Well, for any smooth $m$-manifold $M$, I think $(\bigwedge^m M)_p \cong \bigwedge^m(T^{dual}_pM \cong \mathbb R^m) \cong \mathbb R^{\binom{m}{m}} = \mathbb R$, so I guess $\bigwedge^m M \cong M \times \mathbb R$, so I think specifically we have $\bigwedge^m M$ not only a trivial bundle (defined: isomorphic to $M \times \mathbb R^n$, for some $n$) but like, a trivial line bundle (defined: isomorphic to $M \times \mathbb R$). I don't quite see what compact or oriented/orientable has to do with this.
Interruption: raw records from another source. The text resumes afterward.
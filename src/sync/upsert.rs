//! Commits one incoming note to the store, creating or updating it

use serde::Serialize;
use uuid::Uuid;

use crate::collection::{Note, NoteStore};
use crate::config::ImportConfig;
use crate::deck::IncomingNote;

use super::error::{Result, StoreResultExt, SyncError};
use super::merge::resolve_content;
use super::reconciler::ModelReconciler;

/// What happened to an incoming note
#[derive(Debug, Clone, Copy, PartialEq, Eq, Serialize)]
#[serde(rename_all = "lowercase")]
pub enum UpsertOutcome {
    Created,
    Updated,
}

/// Create or update the note identified by `incoming.guid`.
///
/// All lookups and mapping decisions happen before the store is written,
/// and the resolved note is committed with a single store call. A note
/// rejected for any reason leaves the store untouched.
pub fn upsert_note<S: NoteStore>(
    store: &mut S,
    reconciler: &mut ModelReconciler<'_>,
    incoming: &IncomingNote,
    deck_id: Uuid,
    config: &ImportConfig,
) -> Result<UpsertOutcome> {
    let guid = incoming.guid;
    let model = store
        .find_model(incoming.note_model_uuid)
        .for_note(guid)?
        .ok_or(SyncError::UnknownModel {
            note: guid,
            model: incoming.note_model_uuid,
        })?;

    if incoming.fields.len() != model.fields.len() {
        return Err(SyncError::FieldCountMismatch {
            note: guid,
            model: model.uuid,
            expected: model.fields.len(),
            found: incoming.fields.len(),
        });
    }

    if store.find_deck(deck_id).for_note(guid)?.is_none() {
        return Err(SyncError::UnknownDeck { note: guid, deck: deck_id });
    }

    let Some(local) = store.find_note(guid).for_note(guid)? else {
        log::debug!("Note {} is new", guid);
        let resolved = resolve_content(incoming, None, &model, config);
        let mut note = Note::new(guid, &model, store.now());
        note.fields = resolved.fields;
        note.tags = resolved.tags;
        store.create_note(note, deck_id).for_note(guid)?;
        return Ok(UpsertOutcome::Created);
    };

    log::debug!("Note {} exists, updating", guid);
    let mut note = reconciler.reconcile(&*store, local, &model)?;

    let resolved = resolve_content(incoming, Some(&note), &model, config);
    note.fields = resolved.fields;
    note.tags = resolved.tags;
    note.modified_at = store.now();
    if !config.ignore_deck_movement {
        note.move_cards(deck_id);
    }

    store.update_note(&note).for_note(guid)?;
    Ok(UpsertOutcome::Updated)
}
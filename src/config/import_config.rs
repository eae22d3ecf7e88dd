use std::collections::BTreeSet;
use std::fs;
use std::path::Path;

use serde::{Deserialize, Serialize};

use super::Result;

/// A field whose local value always wins over incoming data
#[derive(Debug, Clone, PartialEq, Eq, Serialize, Deserialize)]
pub struct PersonalField {
    /// Note model name
    pub model: String,
    /// Field name within that model
    pub field: String,
}

/// Per-deck import settings.
///
/// Loaded once before a batch and never mutated while it runs.
#[derive(Debug, Clone, Default, PartialEq, Eq, Serialize, Deserialize)]
#[serde(default)]
pub struct ImportConfig {
    pub personal_fields: Vec<PersonalField>,
    /// Tags appended to every imported note
    pub add_tag_to_cards: Vec<String>,
    /// Whether optional tags are filtered at all
    pub has_optional_tags: bool,
    /// Optional tag groups the user subscribed to
    pub optional_tags: BTreeSet<String>,
    /// Leave existing cards in whatever deck they are in
    pub ignore_deck_movement: bool,
}

impl ImportConfig {
    pub fn from_toml_str(content: &str) -> Result<Self> {
        Ok(toml::from_str(content)?)
    }

    /// Load from a TOML file
    pub fn load(path: &Path) -> Result<Self> {
        let content = fs::read_to_string(path)?;
        let config = Self::from_toml_str(&content)?;
        log::debug!(
            "Loaded import config from {:?} ({} personal fields)",
            path,
            config.personal_fields.len()
        );
        Ok(config)
    }

    pub fn is_personal_field(&self, model_name: &str, field_name: &str) -> bool {
        self.personal_fields
            .iter()
            .any(|p| p.model == model_name && p.field == field_name)
    }
}

#[cfg(test)]
mod tests {
    use super::*;

    #[test]
    fn test_parse_full_config() {
        let config = ImportConfig::from_toml_str(
            r#"
            add_tag_to_cards = ["shared"]
            has_optional_tags = true
            optional_tags = ["Extra"]
            ignore_deck_movement = true

            [[personal_fields]]
            model = "Basic"
            field = "Notes"
            "#,
        )
        .unwrap();

        assert_eq!(config.add_tag_to_cards, vec!["shared".to_string()]);
        assert!(config.has_optional_tags);
        assert!(config.optional_tags.contains("Extra"));
        assert!(config.ignore_deck_movement);
        assert!(config.is_personal_field("Basic", "Notes"));
        assert!(!config.is_personal_field("Basic", "Front"));
        assert!(!config.is_personal_field("Cloze", "Notes"));
    }

    #[test]
    fn test_missing_keys_default() {
        let config = ImportConfig::from_toml_str("").unwrap();
        assert_eq!(config, ImportConfig::default());
    }
}
use anyhow::{Context, Result};
use uuid::Uuid;

use crate::app::App;
use crate::OutputFormat;

pub fn run_list(app: &App, format: &OutputFormat) -> Result<()> {
    let subscriptions = app.subscriptions()?;
    let storage = app.storage()?;

    let deck_name = |deck_id: Option<Uuid>| {
        deck_id
            .and_then(|id| storage.get_deck(id).ok())
            .map(|d| d.name)
            .unwrap_or_else(|| "None".to_string())
    };

    match format {
        OutputFormat::Json => {
            let output: Vec<serde_json::Value> = subscriptions
                .list()
                .map(|(key, sub)| {
                    serde_json::json!({
                        "key": key,
                        "localDeck": deck_name(sub.deck_id),
                        "lastPulled": sub.timestamp.to_rfc3339(),
                        "optionalTags": sub.optional_tags,
                    })
                })
                .collect();
            println!("{}", serde_json::to_string_pretty(&output)?);
        }
        OutputFormat::Plain => {
            let mut any = false;
            for (key, sub) in subscriptions.list() {
                any = true;
                println!("{}  -> {}", key, deck_name(sub.deck_id));
                for (tag, enabled) in &sub.optional_tags {
                    println!("    [{}] {}", if *enabled { "x" } else { " " }, tag);
                }
            }
            if !any {
                println!("No subscriptions.");
            }
        }
    }

    Ok(())
}

pub fn run_add(app: &App, key: &str) -> Result<()> {
    let mut subscriptions = app.subscriptions()?;
    let key = subscriptions.add(key)?;
    subscriptions.save().context("Failed to save subscriptions")?;
    println!("Subscribed to {}", key);
    Ok(())
}

pub fn run_remove(app: &App, key: &str) -> Result<()> {
    let mut subscriptions = app.subscriptions()?;
    subscriptions.remove(key)?;
    subscriptions.save().context("Failed to save subscriptions")?;
    println!("Unsubscribed from {}", key);
    Ok(())
}

pub fn run_set_deck(app: &App, key: &str, deck_name: &str) -> Result<()> {
    let storage = app.storage()?;
    let deck = app.find_deck(&storage, deck_name)?;

    let mut subscriptions = app.subscriptions()?;
    subscriptions.set_local_deck(key, deck.id)?;
    subscriptions.save().context("Failed to save subscriptions")?;
    println!("{} now imports into '{}'", key, deck.name);
    Ok(())
}

pub fn run_tag(app: &App, key: &str, tag: &str, enabled: bool) -> Result<()> {
    let mut subscriptions = app.subscriptions()?;
    subscriptions.set_optional_tag(key, tag, enabled)?;
    subscriptions.save().context("Failed to save subscriptions")?;
    println!(
        "{} optional tag '{}' for {}",
        if enabled { "Enabled" } else { "Disabled" },
        tag,
        key
    );
    Ok(())
}
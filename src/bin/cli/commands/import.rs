use std::fs;
use std::path::Path;

use anyhow::{Context, Result};
use chrono::Utc;
use uuid::Uuid;

use deckshare_lib::config::ImportConfig;
use deckshare_lib::deck::DeckPayload;
use deckshare_lib::sync::{spawn_fetch, FetchError, ImportReport, ImportSession, NameMatchResolver};

use crate::app::App;
use crate::prompt::StdinResolver;
use crate::OutputFormat;

/// How changed note models get their field/template map
pub enum Mapping {
    /// Never guess; notes needing a new map fail
    Cached,
    ByName,
    Interactive,
}

pub fn run(
    app: &App,
    payload_path: &Path,
    deck_name: Option<&str>,
    config_path: Option<&Path>,
    subscription: Option<&str>,
    mapping: Mapping,
    format: &OutputFormat,
) -> Result<()> {
    let path = payload_path.to_path_buf();
    let payload = match spawn_fetch(move || load_payload(&path)).wait() {
        Ok(payload) => payload,
        Err(FetchError::Failed(e)) => return Err(e),
        Err(e) => anyhow::bail!("{}", e),
    };

    let base = match config_path {
        Some(path) => ImportConfig::load(path)
            .with_context(|| format!("Failed to load import config {}", path.display()))?,
        None => ImportConfig::default(),
    };

    let mut subscriptions = app.subscriptions()?;
    let config = match subscription {
        Some(key) => {
            subscriptions.update_optional_tags(key, &payload.optional_tags)?;
            subscriptions.import_config_for(key, &base)?
        }
        None => base,
    };

    let mut storage = app.storage()?;
    let subscribed_deck = subscription
        .and_then(|key| subscriptions.get(key))
        .and_then(|sub| sub.deck_id);
    let deck = match choose_deck(deck_name, subscription, subscribed_deck, &payload.name)? {
        DeckChoice::Named(name) => storage.ensure_deck(name).context("Failed to open deck")?,
        DeckChoice::Existing(deck_id) => storage
            .get_deck(deck_id)
            .with_context(|| format!("Subscribed deck {} no longer exists; pass --deck", deck_id))?,
    };

    let report = {
        let mut session = match mapping {
            Mapping::Cached => ImportSession::new(&mut storage, &config),
            Mapping::ByName => ImportSession::with_resolver(&mut storage, &config, NameMatchResolver),
            Mapping::Interactive => ImportSession::with_resolver(&mut storage, &config, StdinResolver),
        };
        session.import_deck(&payload, deck.id).context("Import failed")?
    };

    if let Some(key) = subscription {
        subscriptions.record_pull(key, deck.id, Utc::now())?;
        subscriptions.save().context("Failed to save subscriptions")?;
    }

    print_report(app, &deck.name, &report, format)
}

#[derive(Debug, PartialEq)]
enum DeckChoice<'a> {
    /// Find or create the deck with this name
    Named(&'a str),
    Existing(Uuid),
}

/// `--deck` wins; otherwise a subscription imports into its recorded deck,
/// or on its first pull into a deck named after the shared deck.
fn choose_deck<'a>(
    deck_name: Option<&'a str>,
    subscription: Option<&str>,
    subscribed_deck: Option<Uuid>,
    payload_name: &'a str,
) -> Result<DeckChoice<'a>> {
    match (deck_name, subscription, subscribed_deck) {
        (Some(name), _, _) => Ok(DeckChoice::Named(name)),
        (None, Some(_), Some(deck_id)) => Ok(DeckChoice::Existing(deck_id)),
        (None, Some(_), None) => Ok(DeckChoice::Named(payload_name)),
        (None, None, _) => anyhow::bail!("--deck is required when importing without --subscription"),
    }
}

/// Read and parse a payload file; runs on the fetch worker
fn load_payload(path: &Path) -> Result<DeckPayload> {
    let content = fs::read_to_string(path)
        .with_context(|| format!("Failed to read {}", path.display()))?;
    DeckPayload::from_json(&content).context("Failed to parse deck payload")
}

fn print_report(app: &App, deck_name: &str, report: &ImportReport, format: &OutputFormat) -> Result<()> {
    match format {
        OutputFormat::Json => {
            let failures: Vec<serde_json::Value> = report
                .failures
                .iter()
                .map(|f| {
                    serde_json::json!({
                        "guid": f.guid.to_string(),
                        "error": f.error.to_string(),
                    })
                })
                .collect();
            let mut output = serde_json::to_value(report)?;
            output["failures"] = serde_json::Value::Array(failures);
            println!("{}", serde_json::to_string_pretty(&output)?);
        }
        OutputFormat::Plain => {
            println!(
                "Imported into '{}' ({})",
                deck_name,
                app.collection_path().display()
            );
            println!(
                "  {} created, {} updated, {} failed, {} new models ({} ms)",
                report.created,
                report.updated,
                report.failed(),
                report.models_added,
                report.duration_ms
            );
            for failure in &report.failures {
                println!("  ! {}", failure.error);
            }
        }
    }

    Ok(())
}
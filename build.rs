//! Embeds the ffmpeg payload for the target family, when one is available.
//!
//! Lookup order per payload: environment variable, then `assets/ffmpeg/`.
//! A missing payload is not an error: the runtime falls back to a bundled
//! or system ffmpeg.

use std::env;
use std::fs;
use std::path::{Path, PathBuf};

fn locate(env_var: &str, fallback: &Path) -> Option<PathBuf> {
    println!("cargo:rerun-if-env-changed={}", env_var);
    println!("cargo:rerun-if-changed={}", fallback.display());

    if let Ok(path) = env::var(env_var) {
        let path = PathBuf::from(path);
        if path.is_file() {
            return Some(path);
        }
        println!("cargo:warning={} points to a missing file: {}", env_var, path.display());
    }

    fallback.is_file().then(|| fallback.to_path_buf())
}

fn constant(name: &str, payload: Option<PathBuf>) -> String {
    match payload {
        Some(path) => format!(
            "pub(crate) const {}: Option<&[u8]> = Some(include_bytes!({:?}));\n",
            name,
            path.display().to_string()
        ),
        None => format!("pub(crate) const {}: Option<&[u8]> = None;\n", name),
    }
}

fn main() {
    let manifest_dir = PathBuf::from(env::var("CARGO_MANIFEST_DIR").unwrap_or_default());
    let assets = manifest_dir.join("assets").join("ffmpeg");
    let family = env::var("CARGO_CFG_TARGET_FAMILY").unwrap_or_default();

    // Only the payload the target can execute is worth the binary size.
    let unix = if family.split(',').any(|f| f == "unix") {
        locate("CLIP2GIF_FFMPEG_UNIX", &assets.join("ffmpeg"))
    } else {
        None
    };
    let windows = if family.split(',').any(|f| f == "windows") {
        locate("CLIP2GIF_FFMPEG_WINDOWS", &assets.join("ffmpeg.exe"))
    } else {
        None
    };

    let mut generated = String::new();
    generated.push_str(&constant("UNIX_PAYLOAD", unix));
    generated.push_str(&constant("WINDOWS_PAYLOAD", windows));

    let out_dir = PathBuf::from(env::var("OUT_DIR").expect("OUT_DIR is set by cargo"));
    fs::write(out_dir.join("embedded_payloads.rs"), generated)
        .expect("failed to write embedded payload table");
}
//! # Configuration Management Module
//!
//! Questo modulo gestisce la configurazione del controller di conversione.
//!
//! ## Responsabilità:
//! - Definisce la struct `Config` con i parametri di runtime
//! - Fornisce validazione dei parametri di input
//! - Fornisce valori di default sensati per tutti i parametri
//!
//! ## Parametri di configurazione:
//! - `work_dir`: Directory per l'artefatto palette (default: None = temp di sistema)
//! - `progress_interval_ms`: Intervallo di campionamento del progresso (default: 100)
//! - `reference_bytes` / `reference_secs`: Calibrazione della stima
//!   (default: 22_000_000 byte ogni 30 secondi)
//! - `json_output`: Eventi JSON su stdout invece della progress bar (default: false)
//!
//! La catena di filtri di ffmpeg è fissa e volutamente NON configurabile.
//!
//! ## Esempio:
//! ```rust,ignore
//! let config = Config {
//!     work_dir: Some(PathBuf::from("/tmp/clip2gif")),
//!     ..Default::default()
//! };
//! config.validate()?;
//! ```

use anyhow::Result;
use serde::{Deserialize, Serialize};
use std::path::PathBuf;
use std::time::Duration;

/// Configuration for the conversion controller
#[derive(Debug, Clone, Serialize, Deserialize)]
pub struct Config {
    /// Directory for the intermediate palette (None = system temp dir)
    pub work_dir: Option<PathBuf>,
    /// Progress sampling interval in milliseconds
    pub progress_interval_ms: u64,
    /// Input size the estimator assumes is converted in `reference_secs`
    pub reference_bytes: u64,
    /// Seconds needed to convert `reference_bytes`
    pub reference_secs: u64,
    /// Output progress and status as JSON for programmatic use
    pub json_output: bool,
}

impl Default for Config {
    fn default() -> Self {
        Self {
            work_dir: None,
            progress_interval_ms: 100,
            reference_bytes: 22_000_000,
            reference_secs: 30,
            json_output: false,
        }
    }
}

impl Config {
    /// Validate configuration parameters
    pub fn validate(&self) -> Result<()> {
        if self.progress_interval_ms == 0 {
            return Err(anyhow::anyhow!("Progress interval must be greater than 0"));
        }

        if self.reference_bytes == 0 {
            return Err(anyhow::anyhow!("Estimator reference size must be greater than 0"));
        }

        if let Some(ref work_dir) = self.work_dir {
            if !work_dir.exists() {
                return Err(anyhow::anyhow!("Work directory does not exist: {}", work_dir.display()));
            }
            if !work_dir.is_dir() {
                return Err(anyhow::anyhow!("Work directory is not a directory: {}", work_dir.display()));
            }
        }

        Ok(())
    }

    pub fn progress_interval(&self) -> Duration {
        Duration::from_millis(self.progress_interval_ms)
    }

    /// Directory where palette artifacts are created
    pub fn work_dir(&self) -> PathBuf {
        self.work_dir.clone().unwrap_or_else(std::env::temp_dir)
    }
}

#[cfg(test)]
mod tests {
    use super::*;
    use tempfile::TempDir;

    #[test]
    fn test_config_validation() {
        let mut config = Config::default();
        assert!(config.validate().is_ok());

        config.progress_interval_ms = 0;
        assert!(config.validate().is_err());

        config.progress_interval_ms = 100;
        config.reference_bytes = 0;
        assert!(config.validate().is_err());
    }

    #[test]
    fn test_config_default() {
        let config = Config::default();
        assert_eq!(config.work_dir, None);
        assert_eq!(config.progress_interval(), Duration::from_millis(100));
        assert_eq!(config.reference_bytes, 22_000_000);
        assert_eq!(config.reference_secs, 30);
        assert!(!config.json_output);
        assert_eq!(config.work_dir(), std::env::temp_dir());
    }

    #[test]
    fn test_work_dir_must_be_directory() {
        let temp_dir = TempDir::new().unwrap();
        let file_path = temp_dir.path().join("not-a-dir");
        std::fs::write(&file_path, b"").unwrap();

        let mut config = Config {
            work_dir: Some(temp_dir.path().join("missing")),
            ..Default::default()
        };
        assert!(config.validate().is_err());

        config.work_dir = Some(file_path);
        assert!(config.validate().is_err());

        config.work_dir = Some(temp_dir.path().to_path_buf());
        assert!(config.validate().is_ok());
        assert_eq!(config.work_dir(), temp_dir.path());
    }
}
//! # Platform-specific utilities
//!
//! Questo modulo centralizza la logica cross-platform per il provisioning
//! di ffmpeg: quali sistemi operativi sono supportati, quale payload serve
//! a ciascuno e con quale suffisso va materializzato l'eseguibile.

use crate::error::ProvisionError;
use serde::Serialize;
use std::fmt;

/// Operating systems a provisioned ffmpeg can run on
#[derive(Debug, Clone, Copy, PartialEq, Eq, Hash, Serialize)]
#[serde(rename_all = "lowercase")]
pub enum Platform {
    Linux,
    MacOs,
    Windows,
}

/// Embedded binary flavours; the Unix-like targets share one
#[derive(Debug, Clone, Copy, PartialEq, Eq, Hash, Serialize)]
#[serde(rename_all = "lowercase")]
pub enum PayloadKind {
    Unix,
    Windows,
}

impl Platform {
    /// Platform of the running process
    pub fn current() -> Result<Self, ProvisionError> {
        Self::from_os(std::env::consts::OS)
    }

    /// Map an operating-system identifier to a supported platform.
    ///
    /// Accepts the identifiers of `std::env::consts::OS`, plus `darwin`.
    pub fn from_os(os: &str) -> Result<Self, ProvisionError> {
        match os.to_ascii_lowercase().as_str() {
            "linux" => Ok(Self::Linux),
            "macos" | "darwin" => Ok(Self::MacOs),
            "windows" => Ok(Self::Windows),
            _ => Err(ProvisionError::UnsupportedPlatform(os.to_string())),
        }
    }

    pub fn payload_kind(&self) -> PayloadKind {
        match self {
            Self::Linux | Self::MacOs => PayloadKind::Unix,
            Self::Windows => PayloadKind::Windows,
        }
    }

    /// Suffix of the materialized executable
    pub fn executable_suffix(&self) -> &'static str {
        match self {
            Self::Windows => ".exe",
            Self::Linux | Self::MacOs => "",
        }
    }

    /// Directory name used for bundled tools (`tools/<dir>/ffmpeg`)
    pub fn tools_dir_name(&self) -> &'static str {
        match self {
            Self::Linux => "linux",
            Self::MacOs => "darwin",
            Self::Windows => "windows",
        }
    }

    /// Get system information for debugging
    pub fn system_info() -> SystemInfo {
        SystemInfo {
            os: std::env::consts::OS,
            arch: std::env::consts::ARCH,
            family: std::env::consts::FAMILY,
        }
    }
}

impl fmt::Display for Platform {
    fn fmt(&self, f: &mut fmt::Formatter<'_>) -> fmt::Result {
        f.write_str(self.tools_dir_name())
    }
}

impl fmt::Display for PayloadKind {
    fn fmt(&self, f: &mut fmt::Formatter<'_>) -> fmt::Result {
        match self {
            Self::Unix => f.write_str("unix"),
            Self::Windows => f.write_str("windows"),
        }
    }
}

/// System information structure
#[derive(Debug, Clone)]
pub struct SystemInfo {
    pub os: &'static str,
    pub arch: &'static str,
    pub family: &'static str,
}

impl fmt::Display for SystemInfo {
    fn fmt(&self, f: &mut fmt::Formatter<'_>) -> fmt::Result {
        write!(f, "{} {} ({})", self.os, self.arch, self.family)
    }
}

#[cfg(test)]
mod tests {
    use super::*;

    #[test]
    fn test_supported_platforms() {
        assert_eq!(Platform::from_os("linux").unwrap(), Platform::Linux);
        assert_eq!(Platform::from_os("macos").unwrap(), Platform::MacOs);
        assert_eq!(Platform::from_os("darwin").unwrap(), Platform::MacOs);
        assert_eq!(Platform::from_os("windows").unwrap(), Platform::Windows);
    }

    #[test]
    fn test_unix_targets_share_payload() {
        assert_eq!(Platform::Linux.payload_kind(), PayloadKind::Unix);
        assert_eq!(Platform::MacOs.payload_kind(), PayloadKind::Unix);
        assert_eq!(Platform::Windows.payload_kind(), PayloadKind::Windows);
        assert_eq!(Platform::Windows.executable_suffix(), ".exe");
        assert_eq!(Platform::Linux.executable_suffix(), "");
    }

    #[test]
    fn test_unsupported_platform() {
        for os in ["freebsd", "plan9", "android", ""] {
            match Platform::from_os(os) {
                Err(ProvisionError::UnsupportedPlatform(name)) => assert_eq!(name, os),
                other => panic!("expected UnsupportedPlatform for {os:?}, got {other:?}"),
            }
        }
    }

    #[test]
    fn test_system_info() {
        let info = Platform::system_info();
        assert!(!info.os.is_empty());
        assert!(!info.arch.is_empty());
        assert!(!info.family.is_empty());
    }
}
Also: I think $M$ is indeed manifold without boundary, so not sure if Stokes' theorem is relevant. I think what might be relevant is that

  1. A top smooth form on a compact smooth $m$-manifold (smooth $m$-form on compact smooth $m$-manifold) which is never zero is never exact.

  2. Smooth $m$-manifold $M$ is orientable if and only if $M$ has a smooth top form that is never zero.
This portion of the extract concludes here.